Browns Town 1964
The Cleveland Browns and the 1964 Championship
by Terry Pluto
- Softcover, 318 pages, 5.5 x 8.5 inches
- ISBN: 978-1-886228-72-6
Pluto movingly reveals the substance of a mythic bond between men and a game, a team and a city—and thus lays bare how present-day pro football has surrendered its soul. Kirkus Reviews
The inspiring story of Cleveland's last champions: The 1964 Cleveland Browns.
A nostalgic look back at the remarkable story of the upstart AFC Cleveland Browns' surprise championship victory over the hugely favored Baltimore Colts in 1964. Sportswriter Terry Pluto profiles the colorful players who made that season so memorable. He takes us through the entire 1964 season from training camp at Hiram College to the championship game in Municipal Stadium. Along the way he recreates an era and a team for which pride was not just a slogan.

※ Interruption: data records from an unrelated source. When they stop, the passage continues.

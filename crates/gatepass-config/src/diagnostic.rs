// SPDX-FileCopyrightText: 2026 Gatepass Contributors
// SPDX-License-Identifier: MIT OR Apache-2.0

//! Figment-to-miette error bridge with fuzzy match suggestions.
//!
//! Converts Figment deserialization errors into miette diagnostics with
//! source spans, valid key listings, and "did you mean?" suggestions using
//! Jaro-Winkler string similarity.

#![allow(unused_assignments)] // miette's Diagnostic derive generates code triggering this lint

use miette::{Diagnostic, NamedSource, SourceSpan};
use thiserror::Error;

/// Minimum Jaro-Winkler similarity score to suggest a correction.
/// 0.75 catches common typos like `max_expriy` -> `max_expiry` while
/// filtering noise.
const SUGGESTION_THRESHOLD: f64 = 0.75;

/// A configuration error with rich diagnostic information.
#[derive(Debug, Error, Diagnostic)]
pub enum ConfigError {
    /// An unknown key was found in the configuration.
    #[error("unknown configuration key `{key}`")]
    #[diagnostic(
        code(gatepass::config::unknown_key),
        help("{}", format_unknown_key_help(suggestion.as_deref(), valid_keys))
    )]
    UnknownKey {
        /// The unrecognized key name.
        key: String,
        /// Suggested correction via fuzzy matching, if any.
        suggestion: Option<String>,
        /// List of valid keys for the section.
        valid_keys: String,
        /// Source span for the offending key.
        #[label("this key is not recognized")]
        span: Option<SourceSpan>,
        /// The source file content for context display.
        #[source_code]
        src: Option<NamedSource<String>>,
    },

    /// A configuration value has the wrong type.
    #[error("invalid type for key `{key}`: {detail}")]
    #[diagnostic(code(gatepass::config::invalid_type), help("expected {expected}"))]
    InvalidType {
        key: String,
        detail: String,
        expected: String,
    },

    /// A required configuration key is missing.
    #[error("missing required key `{key}`")]
    #[diagnostic(
        code(gatepass::config::missing_key),
        help("add `{key} = <value>` to your gatepass.toml")
    )]
    MissingKey { key: String },

    /// A semantic validation error for a config or policy value.
    #[error("validation error: {message}")]
    #[diagnostic(code(gatepass::config::validation))]
    Validation { message: String },

    /// Catch-all for other configuration errors.
    #[error("configuration error: {0}")]
    #[diagnostic(code(gatepass::config::other))]
    Other(String),
}

/// Format the help message for unknown key errors.
fn format_unknown_key_help(suggestion: Option<&str>, valid_keys: &str) -> String {
    match suggestion {
        Some(s) => format!("did you mean `{s}`? Valid keys: {valid_keys}"),
        None => format!("valid keys: {valid_keys}"),
    }
}

/// Convert a `figment::Error` into a list of `ConfigError` diagnostics.
///
/// A figment error may carry multiple underlying errors; each is converted
/// with fuzzy match suggestions for unknown field errors.
pub fn figment_to_config_errors(
    err: figment::Error,
    toml_sources: &[(String, String)],
) -> Vec<ConfigError> {
    use figment::error::Kind;

    let mut errors = Vec::new();

    for error in err {
        let config_error = match &error.kind {
            Kind::UnknownField(field, expected) => {
                let valid_keys: Vec<&str> = expected.to_vec();
                let suggestion = suggest_key(field, &valid_keys);
                let valid_keys_str = valid_keys.join(", ");
                let (span, src) = find_source_span(&error, field, toml_sources);

                ConfigError::UnknownKey {
                    key: field.clone(),
                    suggestion,
                    valid_keys: valid_keys_str,
                    span,
                    src,
                }
            }
            Kind::MissingField(field) => ConfigError::MissingKey {
                key: field.clone().into_owned(),
            },
            Kind::InvalidType(actual, expected) => {
                let key = error
                    .path
                    .iter()
                    .map(|s| s.to_string())
                    .collect::<Vec<_>>()
                    .join(".");
                ConfigError::InvalidType {
                    key,
                    detail: format!("found {actual}, expected {expected}"),
                    expected: expected.to_string(),
                }
            }
            _ => ConfigError::Other(format!("{error}")),
        };

        errors.push(config_error);
    }

    errors
}

/// Find source span for an error in the TOML source files.
fn find_source_span(
    error: &figment::error::Error,
    field: &str,
    toml_sources: &[(String, String)],
) -> (Option<SourceSpan>, Option<NamedSource<String>>) {
    let source_path = error
        .metadata
        .as_ref()
        .and_then(|m| m.source.as_ref())
        .and_then(|s| match s {
            figment::Source::File(path) => Some(path.display().to_string()),
            _ => None,
        });

    let source = source_path.as_ref().and_then(|path| {
        toml_sources
            .iter()
            .find(|(p, _)| p == path)
            .map(|(p, content)| (p.as_str(), content.as_str()))
    });

    if let Some((path, content)) = source {
        let section: Vec<String> = error.path.iter().map(|s| s.to_string()).collect();

        if let Some(offset) = find_key_offset(content, &section, field) {
            let span = SourceSpan::new(offset.into(), field.len());
            let named = NamedSource::new(path, content.to_string());
            return (Some(span), Some(named));
        }
    }

    (None, None)
}

/// Find the byte offset of a key in TOML content, relative to a section path.
///
/// For `path = ["smtp"]` and `field = "hsot"`, finds the `[smtp]` header then
/// searches for `hsot` after it. Top-level fields search from the start.
pub fn find_key_offset(content: &str, path: &[String], field: &str) -> Option<usize> {
    let search_start = if path.is_empty() {
        0
    } else {
        let section = &path[0];
        let header = format!("[{section}]");
        content.find(&header).map(|pos| pos + header.len())?
    };

    let remaining = &content[search_start..];

    let mut byte_offset = 0;
    for line in remaining.lines() {
        let trimmed = line.trim_start();
        if let Some(after) = trimmed.strip_prefix(field) {
            if after.starts_with(' ') || after.starts_with('=') || after.starts_with('\t') {
                let field_start_in_line = line.len() - trimmed.len();
                return Some(search_start + byte_offset + field_start_in_line);
            }
        }
        byte_offset += line.len() + 1; // +1 for newline
    }

    None
}

/// Suggest a similar key name using Jaro-Winkler string similarity.
pub fn suggest_key(unknown: &str, valid_keys: &[&str]) -> Option<String> {
    let mut best_score = SUGGESTION_THRESHOLD;
    let mut best_match = None;

    for &key in valid_keys {
        let score = strsim::jaro_winkler(unknown, key);
        if score > best_score {
            best_score = score;
            best_match = Some(key.to_string());
        }
    }

    best_match
}

/// Render a list of `ConfigError`s to stderr using miette's graphical handler.
pub fn render_errors(errors: &[ConfigError]) {
    use miette::GraphicalReportHandler;

    let handler = GraphicalReportHandler::new();
    for error in errors {
        let mut buf = String::new();
        let diagnostic: &dyn Diagnostic = error;
        if handler.render_report(&mut buf, diagnostic).is_ok() {
            eprint!("{buf}");
        } else {
            eprintln!("Error: {error}");
        }
    }
}
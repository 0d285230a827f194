// SPDX-FileCopyrightText: 2026 Gatepass Contributors
// SPDX-License-Identifier: MIT OR Apache-2.0

//! Configuration loader using Figment for layered config merging.
//!
//! Supports XDG hierarchy: `./gatepass.toml` > `~/.config/gatepass/gatepass.toml`
//! > `/etc/gatepass/gatepass.toml` with environment variable overrides via the
//! `GATEPASS_` prefix.

#![allow(clippy::result_large_err)] // figment::Error is external and cannot be boxed without wrapper

use std::path::Path;

use figment::{
    providers::{Env, Format, Serialized, Toml},
    Figment,
};

use crate::model::GatepassConfig;

/// Load configuration from the standard XDG hierarchy with env var overrides.
///
/// Merge order (later overrides earlier):
/// 1. Compiled defaults
/// 2. `/etc/gatepass/gatepass.toml` (system-wide)
/// 3. `~/.config/gatepass/gatepass.toml` (user XDG config)
/// 4. `./gatepass.toml` (local directory)
/// 5. `GATEPASS_*` environment variables
pub fn load_config() -> Result<GatepassConfig, figment::Error> {
    build_figment().extract()
}

/// Load configuration from a TOML string only (no XDG lookup, no env).
///
/// Used for testing and explicit config specification.
pub fn load_config_from_str(toml_content: &str) -> Result<GatepassConfig, figment::Error> {
    Figment::new()
        .merge(Serialized::defaults(GatepassConfig::default()))
        .merge(Toml::string(toml_content))
        .extract()
}

/// Load configuration from a specific file path with env var overrides.
pub fn load_config_from_path(path: &Path) -> Result<GatepassConfig, figment::Error> {
    Figment::new()
        .merge(Serialized::defaults(GatepassConfig::default()))
        .merge(Toml::file(path))
        .merge(env_provider())
        .extract()
}

/// Build the Figment used internally for config loading (exposed for diagnostic use).
pub fn build_figment() -> Figment {
    Figment::new()
        .merge(Serialized::defaults(GatepassConfig::default()))
        .merge(Toml::file("/etc/gatepass/gatepass.toml"))
        .merge(Toml::file(
            dirs::config_dir()
                .map(|d| d.join("gatepass/gatepass.toml"))
                .unwrap_or_default(),
        ))
        .merge(Toml::file("gatepass.toml"))
        .merge(env_provider())
}

/// Create the environment variable provider using explicit `map()` for
/// section-to-dot mapping.
///
/// Uses `Env::map()` NOT `Env::split("_")` to avoid ambiguity with
/// underscore-containing key names: `GATEPASS_DIRECTORY_API_TOKEN` must map
/// to `directory.api_token`, not `directory.api.token`.
fn env_provider() -> Env {
    Env::prefixed("GATEPASS_").map(|key| {
        let key_str = key.as_str();
        let mapped = key_str
            .replacen("server_", "server.", 1)
            .replacen("storage_", "storage.", 1)
            .replacen("directory_", "directory.", 1)
            .replacen("smtp_", "smtp.", 1);
        mapped.into()
    })
}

They were a team of men in the truest sense of the words, men who didn't expect to be coddled, men who didn't believe the world should genuflect at the mere mention of their names. They had the greatest running back in the history of football, and a coach who wore a hearing aid. Their quarterback had a Ph.D. in math. They had a defensive end who was a preacher, and a halfback who became a millionaire. Together, they won it all.
Back before Free Agency, before shoe contracts and end zone dances, football was a tough game played by men who loved it. They had real jobs in the off season, as insurance salesmen or manufacturers' representatives, and they lived in the community where they played. They were grateful to the fans for their support and believed that nothing they accomplished was important unless the team won.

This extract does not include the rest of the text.